Müssen wir auch bei Sozialausgaben umdenken, etwa beim Rentenanstieg?

Schnitzer Die Renten sind an die Lohnentwicklung gekoppelt. Die gesetzlichen Regeln haben bislang aber verhindert, dass die Renten sinken, wenn die Löhne nach unten gehen, wie das für dieses Jahr zu erwarten ist. Bis 2018 sorgte der Nachhaltigkeitsfaktor dafür, dass in so einem Fall anschließend der Anstieg der Renten gebremst wurde. Den Faktor hat der Arbeitsminister 2018 leider ausgesetzt. Das war verkehrt, er müsste dringend wieder in Kraft gesetzt werden.

Was heißt das für die Rentenentwicklung 2021?

Schnitzer Wenn sich bestätigt, dass die Löhne in diesem Jahr nicht steigen, dann werden auch die Renten im kommenden Jahr nicht steigen können. Für Rentner würde es dann eine Nullrunde geben.

Wir warten alle auf den Impfstoff. Soll sich der Staat aus strategischen Gründen an Herstellerfirmen wie Curevac beteiligen?
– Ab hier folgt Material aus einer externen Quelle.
//! HTTP surface for the trading bot.
//!
//! Three routes: trigger a cycle, list recent trades, and fetch the latest
//! market snapshot. Handlers never surface pipeline failures as HTTP errors;
//! a failed cycle still answers 200 with its ERROR-status result.

use axum::{
    extract::{ Query, State },
    http::StatusCode,
    response::Json,
    routing::{ get, post },
    Router,
};
use serde::Deserialize;
use std::sync::Arc;
use tower_http::cors::CorsLayer;

use crate::config::get_configs;
use crate::database::TradeStore;
use crate::engine::TradingEngine;
use crate::errors::BotResult;
use crate::logger::{ self, LogTag };
use crate::types::{ CycleResult, MarketSnapshot, TradeRecord };

const MAX_TRADES_LIMIT: u32 = 100;
const DEFAULT_TRADES_LIMIT: u32 = 50;

#[derive(Clone)]
pub struct AppState {
    pub engine: Arc<TradingEngine>,
    pub trades: Arc<TradeStore>,
}

#[derive(Debug, Deserialize)]
struct SymbolQuery {
    symbol: Option<String>,
}

#[derive(Debug, Deserialize)]
struct TradesQuery {
    limit: Option<u32>,
}

pub fn build_router(state: AppState) -> Router {
    Router::new()
        .route("/health", get(health))
        .route("/trading/run-cycle", post(run_cycle))
        .route("/trading/trades", get(list_trades))
        .route("/trading/market/latest", get(latest_market))
        .layer(CorsLayer::permissive())
        .with_state(state)
}

pub async fn start_web_server(state: AppState) -> BotResult<()> {
    let bind = get_configs().web_bind;
    let app = build_router(state);

    logger::info(LogTag::Web, &format!("API listening on http://{}", bind));
    let listener = tokio::net::TcpListener::bind(&bind).await?;
    axum::serve(listener, app).await?;
    Ok(())
}

async fn health() -> Json<serde_json::Value> {
    Json(serde_json::json!({ "status": "healthy" }))
}

fn requested_symbol(query: &SymbolQuery) -> String {
    query.symbol.clone().unwrap_or_else(|| get_configs().default_symbol)
}

async fn run_cycle(
    State(state): State<AppState>,
    Query(query): Query<SymbolQuery>
) -> Json<CycleResult> {
    let symbol = requested_symbol(&query);
    logger::info(LogTag::Web, &format!("POST /trading/run-cycle symbol={}", symbol));
    Json(state.engine.run_cycle(&symbol).await)
}

async fn list_trades(
    State(state): State<AppState>,
    Query(query): Query<TradesQuery>
) -> Result<Json<Vec<TradeRecord>>, StatusCode> {
    let limit = query.limit.unwrap_or(DEFAULT_TRADES_LIMIT).clamp(1, MAX_TRADES_LIMIT);
    match state.trades.list_recent(limit) {
        Ok(records) => Ok(Json(records)),
        Err(e) => {
            logger::error(LogTag::Web, &format!("Failed to list trades: {}", e));
            Err(StatusCode::INTERNAL_SERVER_ERROR)
        }
    }
}

async fn latest_market(
    State(state): State<AppState>,
    Query(query): Query<SymbolQuery>
) -> Result<Json<MarketSnapshot>, StatusCode> {
    let symbol = requested_symbol(&query);
    match state.engine.market_snapshot(&symbol).await {
        Ok(snapshot) => Ok(Json(snapshot)),
        Err(e) => {
            logger::error(LogTag::Web, &format!("Market fetch failed for {}: {}", symbol, e));
            Err(StatusCode::BAD_GATEWAY)
        }
    }
}

#[cfg(test)]
mod tests {
    use super::*;
    use async_trait::async_trait;
    use crate::classifier::ClassifierStore;
    use crate::decision::DecisionEngine;
    use crate::errors::BotError;
    use crate::execution::ExecutionAgent;
    use crate::market_data::{ Candle, MarketDataSource };
    use crate::types::{ ExecutionStatus, TradeAction };
    use tower::ServiceExt;

    struct FailingMarket;

    #[async_trait]
    impl MarketDataSource for FailingMarket {
        async fn current_price(&self, _symbol: &str) -> BotResult<f64> {
            Err(BotError::Transport("offline".to_string()))
        }

        async fn recent_candles(
            &self,
            _symbol: &str,
            _interval: &str,
            _limit: u32
        ) -> BotResult<Vec<Candle>> {
            Err(BotError::Transport("offline".to_string()))
        }
    }

    fn test_state() -> AppState {
        let trades = Arc::new(TradeStore::open_in_memory().unwrap());
        let engine = Arc::new(
            TradingEngine::new(
                Arc::new(FailingMarket),
                DecisionEngine::new(Arc::new(ClassifierStore::new(0.5))),
                ExecutionAgent::new(trades.clone(), 0.6, 0.01),
                "1m".to_string(),
                100
            )
        );
        AppState { engine, trades }
    }

    #[tokio::test]
    async fn health_route_reports_healthy() {
        let app = build_router(test_state());
        let response = app
            .oneshot(
                axum::http::Request
                    ::builder()
                    .uri("/health")
                    .body(axum::body::Body::empty())
                    .unwrap()
            ).await
            .unwrap();
        assert_eq!(response.status(), StatusCode::OK);

        let bytes = axum::body::to_bytes(response.into_body(), usize::MAX).await.unwrap();
        let body: serde_json::Value = serde_json::from_slice(&bytes).unwrap();
        assert_eq!(body["status"], "healthy");
    }

    #[tokio::test]
    async fn run_cycle_answers_ok_even_when_the_cycle_errors() {
        let app = build_router(test_state());
        let response = app
            .oneshot(
                axum::http::Request
                    ::builder()
                    .method("POST")
                    .uri("/trading/run-cycle?symbol=BTCUSDT")
                    .body(axum::body::Body::empty())
                    .unwrap()
            ).await
            .unwrap();
        assert_eq!(response.status(), StatusCode::OK);

        let bytes = axum::body::to_bytes(response.into_body(), usize::MAX).await.unwrap();
        let result: CycleResult = serde_json::from_slice(&bytes).unwrap();
        assert_eq!(result.execution.status, ExecutionStatus::Error);
        assert_eq!(result.decision.action, TradeAction::Hold);
    }

    #[tokio::test]
    async fn trades_route_lists_recent_records() {
        let app = build_router(test_state());
        let response = app
            .oneshot(
                axum::http::Request
                    ::builder()
                    .uri("/trading/trades?limit=5")
                    .body(axum::body::Body::empty())
                    .unwrap()
            ).await
            .unwrap();
        assert_eq!(response.status(), StatusCode::OK);

        let bytes = axum::body::to_bytes(response.into_body(), usize::MAX).await.unwrap();
        let records: Vec<TradeRecord> = serde_json::from_slice(&bytes).unwrap();
        assert!(records.is_empty());
    }

    #[tokio::test]
    async fn market_route_maps_transport_failure_to_bad_gateway() {
        let app = build_router(test_state());
        let response = app
            .oneshot(
                axum::http::Request
                    ::builder()
                    .uri("/trading/market/latest?symbol=BTCUSDT")
                    .body(axum::body::Body::empty())
                    .unwrap()
            ).await
            .unwrap();
        assert_eq!(response.status(), StatusCode::BAD_GATEWAY);
    }
}
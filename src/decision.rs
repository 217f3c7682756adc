//! Decision engine: turns a feature vector into a trading action with a
//! confidence score and a human-readable justification.
//!
//! Total by contract: whatever the classifier store state (empty, degraded,
//! throwing), `decide` returns a structurally valid `Decision` and never
//! propagates a failure.

use smartcore::linalg::basic::arrays::Array;
use smartcore::linalg::basic::matrix::DenseMatrix;
use std::collections::HashMap;
use std::sync::Arc;

use crate::classifier::{ ClassifierStore, ModelBundle };
use crate::errors::{ BotError, BotResult };
use crate::logger::{ self, LogTag };
use crate::types::{ Decision, TradeAction };

/// Confidence gate applied on the degraded 2-class path only. The 3-class
/// path intentionally has no such gate; both behaviors are preserved as
/// documented.
const TWO_CLASS_CONFIDENCE_GATE: f64 = 0.6;

const DEFAULT_RSI: f64 = 50.0;
const DEFAULT_PRICE_CHANGE: f64 = 0.0;
const DEFAULT_VOLUME: f64 = 1_000_000.0;

pub struct DecisionEngine {
    store: Arc<ClassifierStore>,
}

impl DecisionEngine {
    pub fn new(store: Arc<ClassifierStore>) -> Self {
        Self { store }
    }

    /// Produce a decision for the given (possibly partial) feature mapping.
    pub fn decide(&self, features: &HashMap<String, f64>) -> Decision {
        let bundle = match self.store.snapshot() {
            Some(bundle) => bundle,
            None => {
                logger::warning(LogTag::Decision, "Model not initialized - returning HOLD");
                return Decision {
                    action: TradeAction::Hold,
                    confidence: 0.5,
                    reason: "Model not initialized".to_string(),
                };
            }
        };

        let (action, confidence) = match Self::predict(&bundle, features) {
            Ok((prediction, probabilities)) => {
                map_prediction(&bundle.classes, prediction, &probabilities)
            }
            Err(e) => {
                logger::error(LogTag::Decision, &format!("Prediction failed: {}", e));
                // `BotError::Prediction` already carries the "Prediction
                // error:" prefix in its display form.
                return Decision {
                    action: TradeAction::Hold,
                    confidence: 0.5,
                    reason: e.to_string(),
                };
            }
        };

        let decision = Decision {
            action,
            confidence,
            reason: build_reason(features),
        };

        logger::info(
            LogTag::Decision,
            &format!("Predicted {} (confidence: {:.2})", decision.action, decision.confidence)
        );
        decision
    }

    /// Assemble the ordered feature row, scale it, and run the forest.
    fn predict(
        bundle: &ModelBundle,
        features: &HashMap<String, f64>
    ) -> BotResult<(u32, Vec<f64>)> {
        let row = vec![
            features.get("sma_10").copied().unwrap_or(0.0),
            features.get("sma_50").copied().unwrap_or(0.0),
            features.get("rsi_14").copied().unwrap_or(DEFAULT_RSI),
            features.get("price_change_1m").copied().unwrap_or(DEFAULT_PRICE_CHANGE),
            features.get("volume").copied().unwrap_or(DEFAULT_VOLUME)
        ];

        if row.iter().any(|v| !v.is_finite()) {
            return Err(BotError::Prediction("non-finite feature value".to_string()));
        }

        let scaled = bundle.scaler.transform_row(&row);
        let matrix = DenseMatrix::from_2d_vec(&vec![scaled]).map_err(|e|
            BotError::Prediction(format!("feature matrix: {}", e))
        )?;

        let predictions = bundle.forest
            .predict(&matrix)
            .map_err(|e| BotError::Prediction(format!("predict: {}", e)))?;
        let prediction = *predictions
            .first()
            .ok_or_else(|| BotError::Prediction("empty prediction".to_string()))?;

        let proba = bundle.forest
            .predict_proba(&matrix)
            .map_err(|e| BotError::Prediction(format!("predict_proba: {}", e)))?;
        let probabilities: Vec<f64> = (0..bundle.classes.len())
            .map(|col| *proba.get((0, col)))
            .collect();

        Ok((prediction, probabilities))
    }
}

fn class_to_action(class: u32) -> Option<TradeAction> {
    match class {
        0 => Some(TradeAction::Buy),
        1 => Some(TradeAction::Sell),
        2 => Some(TradeAction::Hold),
        _ => None,
    }
}

/// Map a predicted class and its per-class probabilities to an action and a
/// confidence score.
///
/// 2-class path: predictions below the confidence gate are forced to HOLD
/// with confidence `1 - p`. 3-class path: the mapped action is used directly;
/// an out-of-table class degrades to HOLD with that class's own probability.
pub(crate) fn map_prediction(
    classes: &[u32],
    prediction: u32,
    probabilities: &[f64]
) -> (TradeAction, f64) {
    let predicted_probability = classes
        .iter()
        .position(|c| *c == prediction)
        .and_then(|idx| probabilities.get(idx).copied());

    if classes.len() == 2 {
        logger::warning(
            LogTag::Decision,
            "Model exposes only 2 classes - applying confidence gate"
        );
        let p = predicted_probability.unwrap_or(0.5);
        if p < TWO_CLASS_CONFIDENCE_GATE {
            return (TradeAction::Hold, 1.0 - p);
        }
        return match class_to_action(prediction) {
            Some(action) => (action, p),
            None => (TradeAction::Hold, 0.5),
        };
    }

    match class_to_action(prediction) {
        Some(action) => (action, predicted_probability.unwrap_or(0.5)),
        None => {
            logger::warning(
                LogTag::Decision,
                &format!("Model predicted unknown class {} - using HOLD", prediction)
            );
            (TradeAction::Hold, predicted_probability.unwrap_or(0.5))
        }
    }
}

/// Build the justification string from three independent signal checks:
/// moving-average relationship, RSI bounds, and momentum sign.
pub(crate) fn build_reason(features: &HashMap<String, f64>) -> String {
    let mut parts: Vec<&str> = Vec::new();

    let sma_10 = features.get("sma_10").copied().unwrap_or(0.0);
    let sma_50 = features.get("sma_50").copied().unwrap_or(0.0);
    if sma_10 > sma_50 {
        parts.push("Price above SMA_50");
    } else {
        parts.push("Price below SMA_50");
    }

    let rsi = features.get("rsi_14").copied().unwrap_or(DEFAULT_RSI);
    if rsi > 70.0 {
        parts.push("RSI overbought");
    } else if rsi < 30.0 {
        parts.push("RSI oversold");
    }

    let price_change = features.get("price_change_1m").copied().unwrap_or(0.0);
    if price_change > 0.0 {
        parts.push("positive trend");
    } else {
        parts.push("negative trend");
    }

    if parts.is_empty() {
        "No clear signal".to_string()
    } else {
        parts.join(", ")
    }
}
Schnitzer Ich sehe nicht, dass eine staatliche Beteiligung bei Curevac notwendig war, um die Finanzierung zu sichern, das hat der Börsengang von Curevac eindrücklich gezeigt. Um den Zugang zum Impfstoff zu sichern, sollte man stattdessen langfristige Lieferverträge abschließen. So ist das jetzt beim Impfstoff von Biontech geplant.